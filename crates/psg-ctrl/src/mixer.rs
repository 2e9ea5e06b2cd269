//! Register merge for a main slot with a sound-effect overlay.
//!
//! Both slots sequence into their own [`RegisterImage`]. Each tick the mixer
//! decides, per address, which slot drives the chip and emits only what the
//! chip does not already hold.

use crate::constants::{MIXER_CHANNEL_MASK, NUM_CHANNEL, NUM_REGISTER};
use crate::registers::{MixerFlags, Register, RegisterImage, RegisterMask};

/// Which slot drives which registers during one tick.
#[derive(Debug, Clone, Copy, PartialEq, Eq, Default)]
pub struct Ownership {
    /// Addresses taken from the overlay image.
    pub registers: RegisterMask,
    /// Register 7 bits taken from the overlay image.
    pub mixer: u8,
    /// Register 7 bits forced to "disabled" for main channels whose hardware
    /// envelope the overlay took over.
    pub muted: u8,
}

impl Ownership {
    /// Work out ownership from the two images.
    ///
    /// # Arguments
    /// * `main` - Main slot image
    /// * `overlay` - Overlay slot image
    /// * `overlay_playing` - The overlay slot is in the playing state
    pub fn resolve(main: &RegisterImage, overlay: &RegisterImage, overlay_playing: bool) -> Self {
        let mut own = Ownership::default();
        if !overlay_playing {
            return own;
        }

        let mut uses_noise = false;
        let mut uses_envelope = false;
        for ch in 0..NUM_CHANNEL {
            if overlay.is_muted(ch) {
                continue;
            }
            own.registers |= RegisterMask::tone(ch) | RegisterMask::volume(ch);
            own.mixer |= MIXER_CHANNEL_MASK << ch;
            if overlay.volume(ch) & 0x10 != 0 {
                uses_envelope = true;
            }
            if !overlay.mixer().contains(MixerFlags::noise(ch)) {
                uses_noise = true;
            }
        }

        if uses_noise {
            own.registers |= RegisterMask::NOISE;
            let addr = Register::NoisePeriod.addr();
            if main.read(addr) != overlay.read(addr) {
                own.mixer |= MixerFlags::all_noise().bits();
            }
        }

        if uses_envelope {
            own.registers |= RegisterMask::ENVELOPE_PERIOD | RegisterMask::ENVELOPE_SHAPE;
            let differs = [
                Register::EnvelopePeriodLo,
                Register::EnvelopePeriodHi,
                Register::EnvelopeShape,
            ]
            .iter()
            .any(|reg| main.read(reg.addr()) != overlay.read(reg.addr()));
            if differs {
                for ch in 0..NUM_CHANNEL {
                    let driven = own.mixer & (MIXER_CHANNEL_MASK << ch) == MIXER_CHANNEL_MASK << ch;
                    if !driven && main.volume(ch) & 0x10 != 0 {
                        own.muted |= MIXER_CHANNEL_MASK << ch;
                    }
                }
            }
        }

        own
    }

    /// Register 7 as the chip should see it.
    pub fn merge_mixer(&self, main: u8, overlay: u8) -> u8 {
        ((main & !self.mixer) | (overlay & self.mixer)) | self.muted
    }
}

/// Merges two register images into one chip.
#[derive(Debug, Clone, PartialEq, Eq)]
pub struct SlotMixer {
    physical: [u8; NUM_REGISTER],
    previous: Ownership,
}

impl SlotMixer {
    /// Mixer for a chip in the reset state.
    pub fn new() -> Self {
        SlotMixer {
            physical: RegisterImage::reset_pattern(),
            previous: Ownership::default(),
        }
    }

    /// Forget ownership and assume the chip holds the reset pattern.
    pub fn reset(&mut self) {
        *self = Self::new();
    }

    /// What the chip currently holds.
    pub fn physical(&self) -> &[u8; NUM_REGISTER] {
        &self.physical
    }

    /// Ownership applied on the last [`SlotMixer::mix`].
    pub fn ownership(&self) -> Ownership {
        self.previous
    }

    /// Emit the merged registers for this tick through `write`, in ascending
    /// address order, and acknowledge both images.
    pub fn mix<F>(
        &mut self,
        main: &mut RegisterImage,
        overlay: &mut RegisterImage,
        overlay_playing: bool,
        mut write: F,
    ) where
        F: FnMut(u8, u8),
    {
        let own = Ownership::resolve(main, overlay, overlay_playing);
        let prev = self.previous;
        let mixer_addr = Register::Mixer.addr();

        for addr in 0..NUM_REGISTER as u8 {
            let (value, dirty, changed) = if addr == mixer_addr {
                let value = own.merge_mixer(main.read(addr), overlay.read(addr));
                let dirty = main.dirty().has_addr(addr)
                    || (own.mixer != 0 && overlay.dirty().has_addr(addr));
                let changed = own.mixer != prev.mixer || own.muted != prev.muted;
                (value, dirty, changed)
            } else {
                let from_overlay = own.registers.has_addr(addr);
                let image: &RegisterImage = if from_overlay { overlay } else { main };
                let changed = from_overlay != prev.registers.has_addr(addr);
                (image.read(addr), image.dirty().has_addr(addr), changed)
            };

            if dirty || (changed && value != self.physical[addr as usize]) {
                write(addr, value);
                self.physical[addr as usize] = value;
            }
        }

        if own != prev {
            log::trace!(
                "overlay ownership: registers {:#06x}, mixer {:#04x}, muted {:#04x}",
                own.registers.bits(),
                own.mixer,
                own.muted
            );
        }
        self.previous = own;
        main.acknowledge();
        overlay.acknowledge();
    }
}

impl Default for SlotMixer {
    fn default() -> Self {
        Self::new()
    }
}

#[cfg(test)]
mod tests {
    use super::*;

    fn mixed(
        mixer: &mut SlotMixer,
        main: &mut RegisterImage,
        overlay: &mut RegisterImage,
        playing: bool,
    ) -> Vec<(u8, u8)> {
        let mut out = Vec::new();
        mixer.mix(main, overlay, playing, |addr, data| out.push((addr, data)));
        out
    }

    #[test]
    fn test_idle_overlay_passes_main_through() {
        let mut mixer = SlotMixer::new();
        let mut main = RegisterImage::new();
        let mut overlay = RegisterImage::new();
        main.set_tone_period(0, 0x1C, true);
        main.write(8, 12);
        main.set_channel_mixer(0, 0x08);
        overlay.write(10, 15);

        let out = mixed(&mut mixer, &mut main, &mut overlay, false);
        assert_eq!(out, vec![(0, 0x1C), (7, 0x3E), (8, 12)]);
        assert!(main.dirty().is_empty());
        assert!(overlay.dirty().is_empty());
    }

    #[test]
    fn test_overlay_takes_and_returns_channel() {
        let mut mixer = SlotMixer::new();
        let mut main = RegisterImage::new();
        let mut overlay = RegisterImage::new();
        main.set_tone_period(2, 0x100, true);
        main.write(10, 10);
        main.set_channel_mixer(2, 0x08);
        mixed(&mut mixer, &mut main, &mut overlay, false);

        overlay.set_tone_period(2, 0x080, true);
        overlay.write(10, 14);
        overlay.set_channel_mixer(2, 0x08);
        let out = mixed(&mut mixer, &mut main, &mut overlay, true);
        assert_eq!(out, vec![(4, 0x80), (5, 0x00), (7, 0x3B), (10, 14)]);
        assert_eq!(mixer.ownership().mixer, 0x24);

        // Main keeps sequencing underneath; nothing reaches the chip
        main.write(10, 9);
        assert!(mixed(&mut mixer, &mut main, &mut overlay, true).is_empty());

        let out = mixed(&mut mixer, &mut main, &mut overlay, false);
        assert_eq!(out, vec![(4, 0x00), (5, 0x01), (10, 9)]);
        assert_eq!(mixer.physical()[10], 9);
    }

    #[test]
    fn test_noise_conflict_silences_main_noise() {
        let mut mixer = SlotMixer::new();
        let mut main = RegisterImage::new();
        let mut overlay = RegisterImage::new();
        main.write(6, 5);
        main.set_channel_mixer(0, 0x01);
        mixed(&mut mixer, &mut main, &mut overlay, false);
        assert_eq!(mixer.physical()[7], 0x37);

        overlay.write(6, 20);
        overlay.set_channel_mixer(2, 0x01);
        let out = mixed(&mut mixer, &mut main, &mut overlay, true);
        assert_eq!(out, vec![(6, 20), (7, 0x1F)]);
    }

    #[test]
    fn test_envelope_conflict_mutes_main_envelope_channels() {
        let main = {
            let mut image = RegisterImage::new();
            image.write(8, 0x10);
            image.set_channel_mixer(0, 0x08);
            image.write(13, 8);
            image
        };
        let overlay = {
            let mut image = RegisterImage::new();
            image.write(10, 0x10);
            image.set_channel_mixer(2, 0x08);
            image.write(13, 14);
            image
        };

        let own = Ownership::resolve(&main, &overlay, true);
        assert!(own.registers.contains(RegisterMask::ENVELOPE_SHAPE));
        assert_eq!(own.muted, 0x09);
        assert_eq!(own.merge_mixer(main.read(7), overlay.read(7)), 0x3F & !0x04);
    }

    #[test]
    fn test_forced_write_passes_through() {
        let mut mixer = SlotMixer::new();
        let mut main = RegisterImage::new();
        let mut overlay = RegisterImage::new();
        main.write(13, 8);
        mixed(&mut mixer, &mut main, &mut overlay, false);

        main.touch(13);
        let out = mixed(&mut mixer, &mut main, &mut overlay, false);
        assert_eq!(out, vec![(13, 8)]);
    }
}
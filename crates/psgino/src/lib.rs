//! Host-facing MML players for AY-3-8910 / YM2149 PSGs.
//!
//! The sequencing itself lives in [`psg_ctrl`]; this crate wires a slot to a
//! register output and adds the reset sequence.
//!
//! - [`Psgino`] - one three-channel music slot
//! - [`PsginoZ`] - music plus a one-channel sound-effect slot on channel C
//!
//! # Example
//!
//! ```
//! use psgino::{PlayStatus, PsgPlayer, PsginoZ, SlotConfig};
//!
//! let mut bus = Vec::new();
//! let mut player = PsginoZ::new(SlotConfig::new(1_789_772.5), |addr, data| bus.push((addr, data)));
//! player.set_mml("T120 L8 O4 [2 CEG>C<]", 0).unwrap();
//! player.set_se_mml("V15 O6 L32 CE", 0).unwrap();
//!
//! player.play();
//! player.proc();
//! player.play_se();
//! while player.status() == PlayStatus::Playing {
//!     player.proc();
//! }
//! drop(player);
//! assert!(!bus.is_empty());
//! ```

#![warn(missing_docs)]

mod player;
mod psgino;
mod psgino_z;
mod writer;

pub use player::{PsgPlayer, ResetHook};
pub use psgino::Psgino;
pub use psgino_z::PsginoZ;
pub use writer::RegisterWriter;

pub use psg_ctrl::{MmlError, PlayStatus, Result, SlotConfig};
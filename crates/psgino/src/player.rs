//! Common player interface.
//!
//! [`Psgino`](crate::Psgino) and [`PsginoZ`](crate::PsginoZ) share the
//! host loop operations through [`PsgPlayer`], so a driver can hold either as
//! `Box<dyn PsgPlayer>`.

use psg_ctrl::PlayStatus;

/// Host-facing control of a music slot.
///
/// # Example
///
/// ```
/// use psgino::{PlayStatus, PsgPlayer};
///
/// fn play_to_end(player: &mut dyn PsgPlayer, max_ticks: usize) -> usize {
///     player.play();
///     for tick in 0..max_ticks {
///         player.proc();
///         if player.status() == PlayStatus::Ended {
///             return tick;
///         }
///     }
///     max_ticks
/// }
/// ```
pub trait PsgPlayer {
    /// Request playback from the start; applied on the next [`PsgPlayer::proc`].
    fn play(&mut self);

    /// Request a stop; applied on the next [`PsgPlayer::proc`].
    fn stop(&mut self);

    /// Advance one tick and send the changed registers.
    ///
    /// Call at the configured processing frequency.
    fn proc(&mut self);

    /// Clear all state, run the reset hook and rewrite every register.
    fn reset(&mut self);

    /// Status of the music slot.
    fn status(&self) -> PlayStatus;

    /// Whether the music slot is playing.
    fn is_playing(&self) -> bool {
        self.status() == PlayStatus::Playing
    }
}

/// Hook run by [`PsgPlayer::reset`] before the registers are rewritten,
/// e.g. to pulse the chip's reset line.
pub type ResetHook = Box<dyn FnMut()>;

[YOUR OBJECTIVE] Which lines in the material contain the word "else"? Pull each of them out.

[ANSWER FOR THE TASK]
            } else {
                let image: &RegisterImage = if from_overlay { overlay } else { main };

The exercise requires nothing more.